• **Task to complete**
All lines in the records below with the word "Bitcoin" must be returned.

• **Provided data**
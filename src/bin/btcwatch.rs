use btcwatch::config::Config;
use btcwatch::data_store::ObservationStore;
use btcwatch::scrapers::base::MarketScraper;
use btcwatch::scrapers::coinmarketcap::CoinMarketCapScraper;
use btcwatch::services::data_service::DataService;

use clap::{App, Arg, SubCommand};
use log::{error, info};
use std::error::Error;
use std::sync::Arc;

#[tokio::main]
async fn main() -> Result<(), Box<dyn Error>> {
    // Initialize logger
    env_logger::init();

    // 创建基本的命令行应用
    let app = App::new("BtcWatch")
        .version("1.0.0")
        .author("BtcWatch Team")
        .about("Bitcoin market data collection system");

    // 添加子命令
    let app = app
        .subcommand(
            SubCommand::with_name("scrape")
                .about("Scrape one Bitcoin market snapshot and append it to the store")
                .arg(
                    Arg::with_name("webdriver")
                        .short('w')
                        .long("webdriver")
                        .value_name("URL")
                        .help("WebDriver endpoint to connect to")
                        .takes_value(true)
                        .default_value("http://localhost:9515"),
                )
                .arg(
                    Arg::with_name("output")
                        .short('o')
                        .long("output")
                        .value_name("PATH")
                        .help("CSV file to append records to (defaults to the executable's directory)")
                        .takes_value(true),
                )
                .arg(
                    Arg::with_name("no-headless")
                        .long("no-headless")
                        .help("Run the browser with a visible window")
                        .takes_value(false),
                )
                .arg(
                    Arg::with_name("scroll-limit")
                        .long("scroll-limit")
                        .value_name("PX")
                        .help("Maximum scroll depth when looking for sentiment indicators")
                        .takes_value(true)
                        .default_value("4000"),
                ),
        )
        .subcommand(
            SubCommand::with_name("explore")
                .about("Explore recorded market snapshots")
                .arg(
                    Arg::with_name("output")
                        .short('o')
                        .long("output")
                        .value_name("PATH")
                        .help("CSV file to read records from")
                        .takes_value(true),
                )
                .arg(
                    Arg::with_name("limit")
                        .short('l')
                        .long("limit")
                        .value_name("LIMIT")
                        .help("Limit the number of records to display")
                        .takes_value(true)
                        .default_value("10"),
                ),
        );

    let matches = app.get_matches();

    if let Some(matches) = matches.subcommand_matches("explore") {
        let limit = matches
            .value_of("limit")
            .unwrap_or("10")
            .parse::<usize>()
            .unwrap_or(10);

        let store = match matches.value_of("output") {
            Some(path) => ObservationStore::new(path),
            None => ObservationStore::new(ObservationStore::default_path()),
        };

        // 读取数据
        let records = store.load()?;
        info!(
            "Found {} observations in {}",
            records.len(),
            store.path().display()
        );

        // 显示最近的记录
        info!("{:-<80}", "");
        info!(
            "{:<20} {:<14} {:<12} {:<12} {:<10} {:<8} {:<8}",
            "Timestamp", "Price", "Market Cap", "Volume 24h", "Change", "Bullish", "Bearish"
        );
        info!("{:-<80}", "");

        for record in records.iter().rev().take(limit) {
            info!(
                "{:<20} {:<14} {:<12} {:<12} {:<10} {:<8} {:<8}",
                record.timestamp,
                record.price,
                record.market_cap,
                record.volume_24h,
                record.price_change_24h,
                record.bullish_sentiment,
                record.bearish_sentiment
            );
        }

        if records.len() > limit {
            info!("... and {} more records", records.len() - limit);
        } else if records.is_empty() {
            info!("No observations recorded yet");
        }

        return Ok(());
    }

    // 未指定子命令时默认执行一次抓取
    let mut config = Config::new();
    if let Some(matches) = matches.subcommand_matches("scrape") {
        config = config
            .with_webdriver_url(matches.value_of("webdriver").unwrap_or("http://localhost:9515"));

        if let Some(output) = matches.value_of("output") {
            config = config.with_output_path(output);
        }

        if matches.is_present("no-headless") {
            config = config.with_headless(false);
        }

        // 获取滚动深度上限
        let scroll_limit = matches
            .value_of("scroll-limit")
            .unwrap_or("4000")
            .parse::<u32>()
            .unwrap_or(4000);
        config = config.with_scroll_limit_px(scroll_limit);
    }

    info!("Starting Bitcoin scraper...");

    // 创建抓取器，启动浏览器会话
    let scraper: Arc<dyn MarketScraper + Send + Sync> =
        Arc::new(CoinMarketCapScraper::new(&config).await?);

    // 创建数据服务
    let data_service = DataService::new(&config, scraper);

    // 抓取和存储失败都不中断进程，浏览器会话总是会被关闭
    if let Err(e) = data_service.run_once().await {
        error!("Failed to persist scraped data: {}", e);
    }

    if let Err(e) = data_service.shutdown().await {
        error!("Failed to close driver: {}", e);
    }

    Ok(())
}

• **Output for this exercise**
        .about("Bitcoin market data collection system");
                .about("Scrape one Bitcoin market snapshot and append it to the store")
    info!("Starting Bitcoin scraper...");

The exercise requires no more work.